Stored items:
BEGIN

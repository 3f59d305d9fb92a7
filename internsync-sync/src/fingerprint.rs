//! Fingerprint store: SHA-256 change detection for source documents.
//!
//! Persists a [`FingerprintFile`] JSON document at
//! `<home>/.internsync/fingerprints.json`, keyed by source location.
//! Writes use the atomic `.tmp` + rename pattern of the config file.

use std::collections::BTreeMap;
use std::path::{Path, PathBuf};

use chrono::{DateTime, Utc};
use serde::{Deserialize, Serialize};
use sha2::{Digest, Sha256};

use crate::error::{io_err, SyncError};

/// SHA-256 hex digest of a source document with `\r\n` rewritten to `\n`.
pub fn fingerprint(raw: &str) -> String {
    let normalized = raw.replace("\r\n", "\n");
    hex::encode(Sha256::digest(normalized.as_bytes()))
}

/// What was recorded after the last successful run for one source.
#[derive(Debug, Clone, Serialize, Deserialize, PartialEq, Eq)]
pub struct FingerprintEntry {
    pub fingerprint: String,
    pub recorded_at: DateTime<Utc>,
    #[serde(default)]
    pub added: usize,
    #[serde(default)]
    pub updated: usize,
}

impl FingerprintEntry {
    pub fn new(fingerprint: impl Into<String>, added: usize, updated: usize) -> Self {
        Self {
            fingerprint: fingerprint.into(),
            recorded_at: Utc::now(),
            added,
            updated,
        }
    }
}

/// On-disk fingerprint store payload.
#[derive(Debug, Clone, Serialize, Deserialize, PartialEq, Eq)]
pub struct FingerprintFile {
    pub updated_at: DateTime<Utc>,
    pub sources: BTreeMap<String, FingerprintEntry>,
}

impl Default for FingerprintFile {
    fn default() -> Self {
        Self {
            updated_at: Utc::now(),
            sources: BTreeMap::new(),
        }
    }
}

#[derive(Debug, Deserialize)]
#[serde(untagged)]
enum EntryCompat {
    Structured(FingerprintEntry),
    Digest(String),
}

#[derive(Debug, Deserialize)]
struct FileCompat {
    updated_at: Option<DateTime<Utc>>,
    #[serde(default)]
    sources: BTreeMap<String, EntryCompat>,
}

/// `~/.internsync/fingerprints.json`
pub fn store_path_at(home: &Path) -> PathBuf {
    home.join(".internsync").join("fingerprints.json")
}

/// Load the fingerprint store. Returns an empty store if the file does not
/// yet exist. Entries recorded as a bare digest string are accepted.
pub fn load_at(home: &Path) -> Result<FingerprintFile, SyncError> {
    let path = store_path_at(home);
    if !path.exists() {
        return Ok(FingerprintFile::default());
    }
    let contents = std::fs::read_to_string(&path).map_err(|e| io_err(&path, e))?;
    let compat: FileCompat = serde_json::from_str(&contents)?;
    let updated_at = compat.updated_at.unwrap_or_else(Utc::now);
    let sources = compat
        .sources
        .into_iter()
        .map(|(source, entry)| {
            let entry = match entry {
                EntryCompat::Structured(entry) => entry,
                EntryCompat::Digest(fingerprint) => FingerprintEntry {
                    fingerprint,
                    recorded_at: updated_at,
                    added: 0,
                    updated: 0,
                },
            };
            (source, entry)
        })
        .collect();
    Ok(FingerprintFile {
        updated_at,
        sources,
    })
}

/// Save the fingerprint store atomically.
pub fn save_at(home: &Path, store: &FingerprintFile) -> Result<(), SyncError> {
    let path = store_path_at(home);
    let Some(dir) = path.parent() else {
        return Err(io_err(
            path,
            std::io::Error::other("invalid fingerprint store path"),
        ));
    };
    std::fs::create_dir_all(dir).map_err(|e| io_err(dir, e))?;

    let json = serde_json::to_string_pretty(store)?;
    let tmp = path.with_extension("json.tmp");
    std::fs::write(&tmp, &json).map_err(|e| io_err(&tmp, e))?;
    std::fs::rename(&tmp, &path).map_err(|e| io_err(&path, e))?;
    Ok(())
}

// ---------------------------------------------------------------------------
// Store contract
// ---------------------------------------------------------------------------

/// Per-source record of the last successfully applied document.
pub trait FingerprintStore {
    fn read_last_fingerprint(&self, source: &str) -> Result<Option<String>, SyncError>;

    fn write_fingerprint(&mut self, source: &str, entry: FingerprintEntry)
        -> Result<(), SyncError>;
}

/// [`FingerprintStore`] backed by `~/.internsync/fingerprints.json`.
#[derive(Debug, Clone)]
pub struct FileFingerprintStore {
    home: PathBuf,
}

impl FileFingerprintStore {
    pub fn at(home: impl Into<PathBuf>) -> Self {
        Self { home: home.into() }
    }

    pub fn path(&self) -> PathBuf {
        store_path_at(&self.home)
    }

    pub fn load(&self) -> Result<FingerprintFile, SyncError> {
        load_at(&self.home)
    }
}

impl FingerprintStore for FileFingerprintStore {
    fn read_last_fingerprint(&self, source: &str) -> Result<Option<String>, SyncError> {
        Ok(load_at(&self.home)?
            .sources
            .remove(source)
            .map(|entry| entry.fingerprint))
    }

    fn write_fingerprint(
        &mut self,
        source: &str,
        entry: FingerprintEntry,
    ) -> Result<(), SyncError> {
        let mut store = load_at(&self.home)?;
        store.updated_at = entry.recorded_at;
        store.sources.insert(source.to_string(), entry);
        save_at(&self.home, &store)
    }
}

/// In-memory [`FingerprintStore`].
#[derive(Debug, Clone, Default)]
pub struct MemoryFingerprintStore {
    pub entries: BTreeMap<String, FingerprintEntry>,
}

impl FingerprintStore for MemoryFingerprintStore {
    fn read_last_fingerprint(&self, source: &str) -> Result<Option<String>, SyncError> {
        Ok(self.entries.get(source).map(|e| e.fingerprint.clone()))
    }

    fn write_fingerprint(
        &mut self,
        source: &str,
        entry: FingerprintEntry,
    ) -> Result<(), SyncError> {
        self.entries.insert(source.to_string(), entry);
        Ok(())
    }
}
//! Local JSON document standing in for a hosted spreadsheet.
//!
//! ```json
//! { "worksheet": "Sheet1", "rows": [["Company", "Role", ...], ...] }
//! ```
//!
//! Every mutation is persisted immediately with an atomic `.tmp` + rename,
//! so a failed run leaves the file exactly as far along as the writer got.

use std::path::{Path, PathBuf};

use serde::{Deserialize, Serialize};

use internsync_core::RowIndex;
use internsync_sync::{MemorySheet, SheetBackend, SheetError};

#[derive(Debug, Default, Serialize, Deserialize)]
struct SheetDocument {
    #[serde(default)]
    worksheet: String,
    #[serde(default)]
    rows: Vec<Vec<String>>,
}

/// A worksheet stored as a JSON file.
#[derive(Debug)]
pub struct JsonFileSheet {
    path: PathBuf,
    worksheet: String,
    sheet: MemorySheet,
}

fn io_err(path: &Path, source: std::io::Error) -> SheetError {
    SheetError::Io {
        path: path.to_path_buf(),
        source,
    }
}

impl JsonFileSheet {
    /// Open `path`, starting from an empty sheet if it does not exist yet.
    pub fn open(
        path: impl Into<PathBuf>,
        worksheet: impl Into<String>,
    ) -> Result<Self, SheetError> {
        let path = path.into();
        let worksheet = worksheet.into();
        let document = if path.exists() {
            let contents = std::fs::read_to_string(&path).map_err(|e| io_err(&path, e))?;
            serde_json::from_str::<SheetDocument>(&contents)
                .map_err(|e| SheetError::Malformed(format!("{}: {e}", path.display())))?
        } else {
            SheetDocument::default()
        };
        Ok(Self {
            path,
            worksheet,
            sheet: MemorySheet::with_rows(&document.rows),
        })
    }

    pub fn path(&self) -> &Path {
        &self.path
    }

    fn persist(&self) -> Result<(), SheetError> {
        if let Some(dir) = self.path.parent().filter(|d| !d.as_os_str().is_empty()) {
            std::fs::create_dir_all(dir).map_err(|e| io_err(dir, e))?;
        }
        let document = SheetDocument {
            worksheet: self.worksheet.clone(),
            rows: self.sheet.rows().to_vec(),
        };
        let json = serde_json::to_string_pretty(&document)
            .map_err(|e| SheetError::Malformed(e.to_string()))?;
        let tmp = self.path.with_extension("json.tmp");
        std::fs::write(&tmp, json).map_err(|e| io_err(&tmp, e))?;
        std::fs::rename(&tmp, &self.path).map_err(|e| io_err(&self.path, e))?;
        Ok(())
    }
}

impl SheetBackend for JsonFileSheet {
    fn read_all(&mut self) -> Result<Vec<Vec<String>>, SheetError> {
        self.sheet.read_all()
    }

    fn write_range(&mut self, start: RowIndex, rows: &[Vec<String>]) -> Result<(), SheetError> {
        self.sheet.write_range(start, rows)?;
        self.persist()
    }

    fn insert_rows(&mut self, at: RowIndex, count: usize) -> Result<(), SheetError> {
        self.sheet.insert_rows(at, count)?;
        self.persist()
    }

    fn clear(&mut self) -> Result<(), SheetError> {
        self.sheet.clear()?;
        self.persist()
    }
}
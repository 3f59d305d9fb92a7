//! Point-in-time view of the sheet's current contents.

use internsync_core::{Field, Posting, RowIndex, SheetRow};

use crate::error::SheetError;

/// The sheet as read at the start of a run.
#[derive(Debug, Clone, Default, PartialEq, Eq)]
pub struct SheetSnapshot {
    /// Non-blank data rows in sheet order.
    pub rows: Vec<SheetRow>,
    /// Last occupied row (header included); `RowIndex(0)` for an empty sheet.
    pub last_row: RowIndex,
}

impl SheetSnapshot {
    /// Build a snapshot from a raw value grid (row 1 = header).
    ///
    /// Returns [`SheetError::Layout`] when a header cell names a different
    /// column than the managed layout expects. Missing header cells and
    /// columns past the managed ones are accepted.
    pub fn from_values(values: Vec<Vec<String>>) -> Result<Self, SheetError> {
        let last_row = RowIndex(values.len());
        let mut values = values.into_iter();
        let Some(header) = values.next() else {
            return Ok(Self::default());
        };
        check_header(&header)?;

        let rows = values
            .enumerate()
            .map(|(i, cells)| SheetRow {
                index: RowIndex::FIRST_DATA.shifted(i),
                posting: Posting::from_cells(&cells),
            })
            .filter(|row| !row.posting.is_blank())
            .collect();

        Ok(Self { rows, last_row })
    }

    /// True when there is nothing to reconcile against.
    pub fn is_empty_target(&self) -> bool {
        self.rows.is_empty()
    }

    pub fn data_rows(&self) -> usize {
        self.rows.len()
    }
}

fn check_header(header: &[String]) -> Result<(), SheetError> {
    for (field, label) in Field::ALL.iter().zip(header) {
        if label.trim().is_empty() || field.matches_label(label) {
            continue;
        }
        return Err(SheetError::Layout(format!(
            "column {} is headed '{}', expected '{}'",
            column_letter(field.column()),
            label,
            field.label()
        )));
    }
    Ok(())
}

fn column_letter(column: usize) -> char {
    (b'A' + column as u8) as char
}
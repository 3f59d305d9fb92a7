//! `internsync sync`: reconcile the README into the spreadsheet.

use anyhow::Result;
use clap::Args;
use colored::Colorize;

use internsync_sync::{RowsKind, RunOutcome, RunSummary, WriteOp};

use super::{home, resolve_config, run_pipeline, ConfigOverrides};
use crate::InsertPolicyArg;

/// Arguments for `internsync sync`.
#[derive(Args, Debug)]
pub struct SyncArgs {
    #[command(flatten)]
    pub overrides: ConfigOverrides,

    /// Compute the plan and print the writes without touching the sheet.
    #[arg(long)]
    pub dry_run: bool,

    /// Run even if the README is unchanged since the last sync.
    #[arg(long)]
    pub force: bool,

    /// Where new rows go: top | append.
    #[arg(long, value_name = "POLICY")]
    pub insert_policy: Option<InsertPolicyArg>,
}

impl SyncArgs {
    pub fn run(self) -> Result<()> {
        let home = home()?;
        let mut config = resolve_config(&home, &self.overrides)?;
        if let Some(policy) = self.insert_policy {
            config.insert_policy = policy.into();
        }

        let outcome = run_pipeline(&home, &config, self.dry_run, self.force)?;
        print_outcome(&outcome);
        Ok(())
    }
}

fn print_outcome(outcome: &RunOutcome) {
    match outcome {
        RunOutcome::Unchanged { summary } => {
            println!(
                "✓ README unchanged since last sync ({}), nothing to do",
                short(&summary.fingerprint)
            );
        }
        RunOutcome::Planned { summary, ops, .. } => {
            println!(
                "[dry-run] would add {} and update {} rows ({} unchanged) in {} writes",
                summary.added,
                summary.updated,
                summary.unchanged,
                ops.len()
            );
            for op in ops {
                println!("  ~  {}", describe(op));
            }
            print_notes(summary);
        }
        RunOutcome::Applied { summary, report } => {
            let verb = if summary.full_upload { "uploaded" } else { "synced" };
            println!(
                "{} {verb}: {} added, {} updated, {} unchanged",
                "✓".green(),
                report.rows_added,
                report.rows_updated,
                summary.unchanged
            );
            print_notes(summary);
        }
    }
}

fn print_notes(summary: &RunSummary) {
    if summary.duplicates > 0 {
        println!("  ·  {} duplicate postings skipped", summary.duplicates);
    }
    if !summary.orphaned.is_empty() {
        let rows: Vec<String> = summary.orphaned.iter().map(|r| r.to_string()).collect();
        println!(
            "  {}  continuation rows with no company skipped: {}",
            "!".yellow(),
            rows.join(", ")
        );
    }
}

fn describe(op: &WriteOp) -> String {
    match op {
        WriteOp::Clear => "clear sheet".to_string(),
        WriteOp::InsertRows { at, count } => format!("insert {count} blank rows at row {at}"),
        WriteOp::WriteRows { start, rows, kind } => {
            let what = match kind {
                RowsKind::Header => "header",
                RowsKind::Added => "new",
                RowsKind::Updated => "updated",
            };
            let end = start.0 + rows.len().saturating_sub(1);
            format!("write {} {what} rows at {start}..={end}", rows.len())
        }
    }
}

fn short(digest: &str) -> &str {
    digest.get(..12).unwrap_or(digest)
}
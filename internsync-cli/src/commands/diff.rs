//! `internsync diff`: show the row changes the next sync would make.

use anyhow::Result;
use clap::Args;
use colored::Colorize;

use internsync_core::Field;
use internsync_sync::{preview, RowChange, RunOutcome};

use super::{home, resolve_config, run_pipeline, ConfigOverrides};

/// Arguments for `internsync diff`.
#[derive(Args, Debug)]
pub struct DiffArgs {
    #[command(flatten)]
    pub overrides: ConfigOverrides,
}

impl DiffArgs {
    pub fn run(self) -> Result<()> {
        let home = home()?;
        let config = resolve_config(&home, &self.overrides)?;

        // Always plan, even when the fingerprint says the README is unchanged:
        // the sheet may have been edited since.
        let outcome = run_pipeline(&home, &config, true, true)?;
        let RunOutcome::Planned { plan, .. } = outcome else {
            return Ok(());
        };

        let changes = preview(&plan, config.insert_policy);
        if changes.is_empty() {
            println!("No differences.");
            return Ok(());
        }

        for change in changes {
            match change {
                RowChange::Added { row, posting } => {
                    println!("{}", format!("+++ row {row} (new)").green());
                    for field in Field::ALL {
                        println!("{}", format!("+{field}: {}", posting.get(field)).green());
                    }
                }
                RowChange::Updated { unified_diff, .. } => {
                    print!("{unified_diff}");
                    if !unified_diff.ends_with('\n') {
                        println!();
                    }
                }
            }
        }
        Ok(())
    }
}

END

Which lines above contain the word "Some"? Copy all of them.

    let Some(dir) = path.parent() else {
        if let Some(dir) = self.path.parent().filter(|d| !d.as_os_str().is_empty()) {
        let Some(header) = values.next() else {
        if let Some(policy) = self.insert_policy {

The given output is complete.